Closed iorilu closed 1 year ago

iorilu commented 1 year ago

I tried a few files, sometimes srt file not generated, I used --output_format srt

I also try to debug it , and set breakpoints at following lines , find it may never reach here , and no error or exception, it's strange.

            writer = get_writer(output_format, output_dir)
            writer(result, audio_path)
jordimas commented 1 year ago

Hello. Yes, some of users reported this before. Which operating system are you using? Are you using CUDA or CPU? Thanks

iorilu commented 1 year ago

I am using windows 10 , has 3060 GPU , and use miniconda as environment

GPU is working , just srt file not generated

one other issue is live_transcribe also not work as expected, no response after run live mode, it seems volume is too small, i changed Threshold = 0.01 , then program start to work , but recognized very poor result

seset commented 1 year ago

same problem! i can see all the transcription results, but sometimes no output.

for me ,short files like under 10mins, and when using --model small(by default),all goes fine and show "Transcription results written to 'D:\test' directory", then srt files can be found in current folder. but when using --model tiny or other models, no output at all after transcripting complete, just stopped, no error tips.

And for files like 30mins or longer , no model that i tested can genrate srt files.

cuda toolkit:11.8, cudnn: 8.2, torch,'1.11.0+cu113' zlibwapi.dll and cudnn path proper set.. whisper-ctranslate2 version: up-to-date.

the transcripting is indeed a lot more faster, do hope this tiny error can be clear and fix:)

jordimas commented 1 year ago

one other issue is live_transcribe also not work as expected, no response after run live mode, it seems volume is too small, i changed Threshold = 0.01 , then program start to work , but recognized very poor result

Can you try the live transcription providing the language? Since the audios are short, this usually improves a lot. Can you confirm is this makes any difference for you? Thanks

jordimas commented 1 year ago

@seset

My current hypothesis is there is a problem with CTranslate2 and GPU on Windows due to CUDA or CTranslate2.

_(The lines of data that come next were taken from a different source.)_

use std::fs;
use std::path::Path;

use serde::Serialize;

use crate::errors::AppError;
use crate::models::result::ImportResult;

/// Write every validation error of the given imports to a CSV report.
pub fn write_errors_csv(results: &[ImportResult], path: &Path) -> Result<usize, AppError> {
    let mut wtr = csv::Writer::from_path(path)
        .map_err(|e| AppError::FileWrite(format!("Cannot create CSV: {}", e)))?;

    wtr.write_record(["File", "Line", "Field", "Value", "Rule", "Message"])
        .map_err(|e| AppError::FileWrite(e.to_string()))?;

    let mut rows = 0;
    for result in results {
        for err in &result.errors {
            wtr.write_record([
                &result.filename,
                &err.line.to_string(),
                &err.field,
                &err.value,
                &format!("{:?}", err.rule),
                &err.message,
            ])
            .map_err(|e| AppError::FileWrite(e.to_string()))?;
            rows += 1;
        }
    }

    wtr.flush().map_err(|e| AppError::FileWrite(e.to_string()))?;
    Ok(rows)
}

/// Write one summary row per import.
pub fn write_summary_csv(results: &[ImportResult], path: &Path) -> Result<(), AppError> {
    let mut wtr = csv::Writer::from_path(path)
        .map_err(|e| AppError::FileWrite(format!("Cannot create CSV: {}", e)))?;

    wtr.write_record([
        "Import ID",
        "File",
        "Symbol",
        "Status",
        "Total",
        "Processed",
        "Successful",
        "Skipped",
        "Failed",
        "Duration (ms)",
        "Message",
    ])
    .map_err(|e| AppError::FileWrite(e.to_string()))?;

    for r in results {
        let duration = (r.finished_at - r.started_at).num_milliseconds().max(0);
        wtr.write_record([
            &r.import_id,
            &r.filename,
            &r.symbol.clone().unwrap_or_default(),
            &r.status.to_string(),
            &r.total_records.to_string(),
            &r.processed_records.to_string(),
            &r.successful_records.to_string(),
            &r.skipped_records.to_string(),
            &r.failed_records.to_string(),
            &duration.to_string(),
            &r.message,
        ])
        .map_err(|e| AppError::FileWrite(e.to_string()))?;
    }

    wtr.flush().map_err(|e| AppError::FileWrite(e.to_string()))?;
    Ok(())
}

/// Pretty-print any result as JSON to `path`.
pub fn write_json<T: Serialize>(value: &T, path: &Path) -> Result<(), AppError> {
    let json = serde_json::to_string_pretty(value)?;
    fs::write(path, json).map_err(|e| AppError::FileWrite(e.to_string()))
}

#[cfg(test)]
mod tests {
    use super::*;
    use crate::models::progress::{ImportProgress, ImportStatus};
    use crate::models::validation::{ValidationError, ValidationRule};

    fn failed_result() -> ImportResult {
        let mut progress = ImportProgress::new("imp-1", "aapl.csv");
        progress.status = ImportStatus::Failed;
        progress.total_records = 3;
        progress.processed_records = 3;
        progress.failed_records = 3;
        ImportResult::from_progress(
            &progress,
            Some("AAPL".into()),
            "Validation failed".into(),
            vec![ValidationError::new(
                3,
                "OHLC",
                "O=11 H=9 L=10 C=12",
                "Inconsistent OHLC: High < Low",
                ValidationRule::Ohlc,
            )],
            vec![],
            None,
        )
    }

    #[test]
    fn test_errors_csv() {
        let dir = tempfile::tempdir().unwrap();
        let path = dir.path().join("errors.csv");
        let rows = write_errors_csv(&[failed_result()], &path).unwrap();
        assert_eq!(rows, 1);

        let content = fs::read_to_string(&path).unwrap();
        let mut lines = content.lines();
        assert_eq!(lines.next(), Some("File,Line,Field,Value,Rule,Message"));
        let row = lines.next().unwrap();
        assert!(row.starts_with("aapl.csv,3,OHLC,"));
        assert!(row.contains("Ohlc"));
    }

    #[test]
    fn test_summary_csv() {
        let dir = tempfile::tempdir().unwrap();
        let path = dir.path().join("summary.csv");
        write_summary_csv(&[failed_result()], &path).unwrap();
        let content = fs::read_to_string(&path).unwrap();
        assert_eq!(content.lines().count(), 2);
        assert!(content.contains("imp-1,aapl.csv,AAPL,failed,3,3,0,0,3,"));
    }

    #[test]
    fn test_write_json() {
        let dir = tempfile::tempdir().unwrap();
        let path = dir.path().join("result.json");
        write_json(&failed_result(), &path).unwrap();
        let value: serde_json::Value =
            serde_json::from_str(&fs::read_to_string(&path).unwrap()).unwrap();
        assert_eq!(value["status"], "failed");
        assert_eq!(value["errors"][0]["rule"], "ohlc");
    }
}
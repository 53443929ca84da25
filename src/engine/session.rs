use std::collections::HashSet;
use std::fs::File;
use std::io::{BufRead, BufReader, Cursor, Read};
use std::path::Path;
use std::sync::Arc;

use chrono::Utc;
use tracing::{debug, info, warn};

use crate::data::detect::detect_format;
use crate::data::parser;
use crate::data::storage::SqliteStore;
use crate::data::store::{InstrumentRegistry, RecordStore, SnapshotProvider};
use crate::data::validator::RecordValidator;
use crate::data::writer::{BatchWriter, WriteFailed};
use crate::errors::AppError;
use crate::models::config::{DataFormat, ImportOptions, ServiceConfig};
use crate::models::progress::{ImportProgress, ImportStatus, ProgressEvent, ProgressEventKind};
use crate::models::record::{PriceRecord, RowFailure, SourceRecord};
use crate::models::result::{ImportResult, WriteSummary};
use crate::models::validation::{ValidationError, ValidationRule};

use super::events::ProgressPublisher;
use super::registry::{CancellationHandle, ProgressCell, ProgressRegistry};

/// Everything a session needs from the outside world.
pub struct ImportContext {
    pub store: Arc<dyn RecordStore>,
    pub instruments: Arc<dyn InstrumentRegistry>,
    pub snapshots: Arc<dyn SnapshotProvider>,
    pub publisher: Arc<dyn ProgressPublisher>,
    pub registry: Arc<ProgressRegistry>,
    pub validator: RecordValidator,
    pub config: ServiceConfig,
}

impl ImportContext {
    /// Context backed by a single SQLite store for records, instruments and snapshots.
    pub fn with_sqlite(
        store: Arc<SqliteStore>,
        publisher: Arc<dyn ProgressPublisher>,
        config: ServiceConfig,
    ) -> Self {
        Self {
            store: store.clone(),
            instruments: store.clone(),
            snapshots: store,
            publisher,
            registry: Arc::new(ProgressRegistry::new(config.retention)),
            validator: RecordValidator::new(),
            config,
        }
    }
}

/// A named byte stream to import.
pub struct ImportSource {
    pub filename: String,
    pub reader: Box<dyn Read + Send>,
}

impl ImportSource {
    pub fn from_path(path: &Path) -> Result<Self, AppError> {
        let file = File::open(path)
            .map_err(|e| AppError::FileNotFound(format!("{}: {}", path.display(), e)))?;
        let filename = path
            .file_name()
            .map(|n| n.to_string_lossy().to_string())
            .unwrap_or_else(|| path.display().to_string());
        Ok(Self {
            filename,
            reader: Box::new(file),
        })
    }

    pub fn from_bytes(filename: &str, bytes: Vec<u8>) -> Self {
        Self {
            filename: filename.to_string(),
            reader: Box::new(Cursor::new(bytes)),
        }
    }
}

/// Details gathered along the way, frozen into the final result.
#[derive(Default)]
struct Report {
    symbol: Option<String>,
    errors: Vec<ValidationError>,
    warnings: Vec<String>,
    backup_path: Option<String>,
}

/// One file's import, from registration to its terminal result.
pub struct ImportSession {
    ctx: Arc<ImportContext>,
    import_id: String,
    filename: String,
    reader: Option<Box<dyn Read + Send>>,
    options: ImportOptions,
    batch_id: Option<String>,
    progress: ProgressCell,
    cancel: CancellationHandle,
}

impl ImportSession {
    /// Create the session and register it as `Pending`, so it can be
    /// queried and cancelled before it starts.
    pub fn new(
        ctx: Arc<ImportContext>,
        source: ImportSource,
        options: ImportOptions,
        batch_id: Option<String>,
    ) -> Self {
        let import_id = uuid::Uuid::new_v4().to_string();
        let (progress, cancel) = ctx
            .registry
            .register(ImportProgress::new(&import_id, &source.filename));
        Self {
            ctx,
            import_id,
            filename: source.filename,
            reader: Some(source.reader),
            options,
            batch_id,
            progress,
            cancel,
        }
    }

    pub fn import_id(&self) -> &str {
        &self.import_id
    }

    pub fn filename(&self) -> &str {
        &self.filename
    }

    /// Run the pipeline to a terminal state. Never fails: every problem
    /// ends up in the returned result.
    pub fn run(mut self) -> ImportResult {
        self.progress.update(|p| {
            p.transition(ImportStatus::InProgress);
            p.current_operation = "Starting".to_string();
        });
        self.publish(ProgressEventKind::Started);
        info!("Import {} started: {}", self.import_id, self.filename);

        let mut report = Report::default();
        let (status, message) = match self.execute(&mut report) {
            Ok(outcome) => outcome,
            Err(AppError::ImportCancelled) => (
                ImportStatus::Cancelled,
                "Import cancelled before any record was written".to_string(),
            ),
            Err(e) => (ImportStatus::Failed, e.to_string()),
        };
        self.finish(status, message, report)
    }

    /// Finalise a session that was never started.
    pub fn abandon(self) -> ImportResult {
        self.finish(
            ImportStatus::Cancelled,
            "Import cancelled before it started".to_string(),
            Report::default(),
        )
    }

    fn execute(&mut self, report: &mut Report) -> Result<(ImportStatus, String), AppError> {
        let reader = self
            .reader
            .take()
            .ok_or_else(|| AppError::Internal("import source already consumed".into()))?;

        // ── Snapshot (best effort) ──
        if self.options.create_backup && !self.options.validate_only {
            self.set_operation("Creating backup");
            match self.ctx.snapshots.snapshot(&format!("pre-import-{}", self.import_id)) {
                Ok(path) => report.backup_path = Some(path.display().to_string()),
                Err(e) => warn!("Backup before import {} failed, continuing: {}", self.import_id, e),
            }
        }

        // ── Detect & parse ──
        self.set_operation("Parsing");
        let mut reader = BufReader::new(reader);
        let head = reader.fill_buf()?.to_vec();
        let format = detect_format(&self.filename, &head);
        if format == DataFormat::Unknown {
            return Err(AppError::UnsupportedFormat(format!(
                "cannot tell whether {} is CSV or JSON",
                self.filename
            )));
        }
        debug!("Import {}: detected {} payload", self.import_id, format);

        let payload = parser::parse(reader, format)?;
        let symbol = self.resolve_symbol(payload.symbol.as_deref());
        report.symbol = Some(symbol.clone());

        let mut records: Vec<SourceRecord> = Vec::new();
        let mut failures: Vec<RowFailure> = Vec::new();
        for row in payload.rows {
            if self.cancel.is_cancelled() {
                return Err(AppError::ImportCancelled);
            }
            match row {
                Ok(record) => records.push(record),
                Err(failure) => {
                    warn!(
                        "Import {}: skipping line {}: {}",
                        self.import_id, failure.line, failure.message
                    );
                    failures.push(failure);
                }
            }
        }
        let total = records.len() + failures.len();
        self.progress.update(|p| p.total_records = total);

        // ── Validate ──
        self.set_operation("Validating");
        let validation = self.ctx.validator.validate_all(&records);
        report.warnings = validation.warnings.clone();
        report.errors = failures
            .iter()
            .map(|f| ValidationError::new(f.line, "Row", "", f.message.clone(), ValidationRule::Parse))
            .chain(validation.errors.iter().cloned())
            .collect();
        report.errors.sort_by_key(|e| e.line);

        if self.options.validate_only {
            let flagged: HashSet<usize> = validation.errors.iter().map(|e| e.line).collect();
            let clean = records.iter().filter(|r| !flagged.contains(&r.line)).count();
            self.progress.update(|p| {
                p.processed_records = total;
                p.successful_records = clean;
                p.failed_records = total - clean;
            });
            return Ok(if validation.is_valid {
                (
                    ImportStatus::Completed,
                    format!("Validation passed: {} records checked, nothing written", total),
                )
            } else {
                (
                    ImportStatus::Failed,
                    format!(
                        "Validation failed: {} errors in {} records",
                        validation.errors.len(),
                        total
                    ),
                )
            });
        }

        if !validation.is_valid {
            self.progress.update(|p| {
                p.processed_records = total;
                p.failed_records = total;
            });
            return Ok((
                ImportStatus::Failed,
                format!(
                    "Validation failed with {} errors; no records were written",
                    validation.errors.len()
                ),
            ));
        }

        // ── Write ──
        if self.cancel.is_cancelled() {
            return Err(AppError::ImportCancelled);
        }
        self.set_operation("Writing");
        let rows: Vec<PriceRecord> = records.into_iter().map(|s| s.record).collect();
        let malformed = failures.len();
        self.progress.update(|p| {
            p.processed_records = malformed;
            p.failed_records = malformed;
        });

        let writer = BatchWriter::new(&*self.ctx.store, &*self.ctx.instruments);
        let instrument = writer.resolve_instrument(&symbol)?;
        let outcome = writer.write(
            &rows,
            &instrument,
            &self.options,
            self.cancel.flag(),
            |summary| {
                self.apply_summary(summary, malformed);
                self.publish(ProgressEventKind::Updated);
            },
        );

        match outcome {
            Ok(summary) if summary.cancelled => Ok((
                ImportStatus::Cancelled,
                format!(
                    "Import cancelled after {} of {} records were written",
                    summary.successful,
                    rows.len()
                ),
            )),
            Ok(summary) => Ok((ImportStatus::Completed, completion_message(&summary, malformed, &symbol))),
            Err(WriteFailed { summary, error }) => {
                self.apply_summary(&summary, malformed);
                Err(error)
            }
        }
    }

    fn apply_summary(&self, summary: &WriteSummary, malformed: usize) {
        self.progress.update(|p| {
            p.processed_records = malformed + summary.processed();
            p.successful_records = summary.successful;
            p.skipped_records = summary.skipped;
            p.failed_records = malformed + summary.failed;
            p.estimate_completion(Utc::now());
            p.current_operation = format!(
                "Wrote chunk {} ({:.0}%)",
                summary.chunks_written,
                p.percent()
            );
        });
    }

    /// Explicit option, then the payload's own symbol, then the filename stem.
    fn resolve_symbol(&self, payload_symbol: Option<&str>) -> String {
        let from_filename = Path::new(&self.filename)
            .file_name()
            .and_then(|n| n.to_str())
            .and_then(|n| n.split('.').next())
            .map(|stem| stem.trim().to_uppercase())
            .filter(|stem| !stem.is_empty());

        self.options
            .symbol
            .as_deref()
            .map(|s| s.trim().to_uppercase())
            .filter(|s| !s.is_empty())
            .or_else(|| payload_symbol.map(str::to_string))
            .or(from_filename)
            .unwrap_or_else(|| self.ctx.config.default_symbol.clone())
    }

    fn set_operation(&self, operation: &str) {
        self.progress
            .update(|p| p.current_operation = operation.to_string());
        self.publish(ProgressEventKind::Updated);
    }

    fn publish(&self, kind: ProgressEventKind) {
        self.ctx.publisher.publish(ProgressEvent {
            kind,
            batch_id: self.batch_id.clone(),
            progress: self.progress.snapshot(),
        });
    }

    fn finish(self, status: ImportStatus, message: String, report: Report) -> ImportResult {
        let snapshot = self.progress.update(|p| {
            p.transition(status);
            p.current_operation = status.as_str().to_string();
            p.clone()
        });
        self.publish(ProgressEventKind::Finished);
        self.ctx.registry.mark_finished(&self.import_id);

        info!(
            "Import {} {}: {} ({} ok, {} skipped, {} failed)",
            self.import_id,
            snapshot.status,
            message,
            snapshot.successful_records,
            snapshot.skipped_records,
            snapshot.failed_records
        );

        ImportResult::from_progress(
            &snapshot,
            report.symbol,
            message,
            report.errors,
            report.warnings,
            report.backup_path,
        )
    }
}

/// Result for a session whose worker died before producing one. Finalises
/// its registry entry and tells subscribers it is over.
pub(crate) fn aborted_result(
    ctx: &ImportContext,
    batch_id: Option<&str>,
    import_id: &str,
    filename: &str,
    reason: &str,
) -> ImportResult {
    warn!("Import {} ({}) aborted: {}", import_id, filename, reason);
    let progress = ctx.registry.abort(import_id).unwrap_or_else(|| {
        let mut progress = ImportProgress::new(import_id, filename);
        progress.status = ImportStatus::Failed;
        progress
    });
    ctx.publisher.publish(ProgressEvent {
        kind: ProgressEventKind::Finished,
        batch_id: batch_id.map(str::to_string),
        progress: progress.clone(),
    });
    ImportResult::from_progress(
        &progress,
        None,
        format!("Import worker aborted: {}", reason),
        Vec::new(),
        Vec::new(),
        None,
    )
}

fn completion_message(summary: &WriteSummary, malformed: usize, symbol: &str) -> String {
    let mut message = format!("Imported {} records for {}", summary.successful, symbol);
    if summary.skipped > 0 {
        message.push_str(&format!(", {} duplicates skipped", summary.skipped));
    }
    if malformed > 0 {
        message.push_str(&format!(", {} malformed rows ignored", malformed));
    }
    message
}

// ══════════════════════════════════════════════════════════════
// Tests
// ══════════════════════════════════════════════════════════════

In order to validate or invalidate this hypothesis I will ask you if you can try to run this simple code:

  1. Download https://raw.githubusercontent.com/jordimas/calaix-de-sastre/master/faster-whisper/inference.py
  2. Edit the file and change "file.mp3" for your file
  3. Run in using python3 inference.py

And tell me if you can reproduce the problem with this simple code. Thanks

iorilu commented 1 year ago

the code seems no problem with me

Snipaste_2023-04-28_15-21-39
iorilu commented 1 year ago

one other issue is live_transcribe also not work as expected, no response after run live mode, it seems volume is too small, i changed Threshold = 0.01 , then program start to work , but recognized very poor result

Can you try the live transcription providing the language? Since the audios are short, this usually improves a lot. Can you confirm is this makes any difference for you? Thanks

I just tried the latest version (0.22) , and providing the language english(en) and chinese(zh) , if use the default setting , Threshold = 0.2 , still can't record anything , I am not sure if it's the micphone issue , i just use laptop mic

i adjust Threshold=0.05, now the program has response, but the effect is very poor compare to normal transcribing a video, is this normal?

seset commented 1 year ago

@seset

My current hypothesis is there is a problem with CTranslate2 and GPU on Windows due to CUDA or CTranslate2.

In order to validate or invalidate this hypothesis I will ask you if you can try to run this simple code:

  1. Download https://raw.githubusercontent.com/jordimas/calaix-de-sastre/master/faster-whisper/inference.py
  2. Edit the file and change "file.mp3" for your file
  3. Run in using python3 inference.py

And tell me if you can reproduce the problem with this simple code. Thanks

by using py and no output at all no matter which model to use.. also i tried faster-whisper directly in other venv and encourted same problem , can you please advise the excat cuda toolkit and cudnn version you use, as well as the torch,torchvison , i do want try to get this nice codes work first.

jordimas commented 1 year ago

I just tried the latest version (0.22) , and providing the language english(en) and chinese(zh) , if use the default setting , Threshold = 0.2 , still can't record anything , I am not sure if it's the micphone issue , i just use laptop mic

i adjust Threshold=0.05, now the program has response, but the effect is very poor compare to normal transcribing a video, is this normal?

In the next version it will be possible to adjust the volume threshold https://github.com/Softcatala/whisper-ctranslate2/commit/0023a2eea6de76c0d6bf646266dfd4d7371e7155. You will not need to edit the code.

Have you tried specifying the language and using the same model that you use for file transcription?

iorilu commented 1 year ago

yes,i specified language en and zh, no improvement

jordimas commented 1 year ago

Version 0.2.6 should fix this.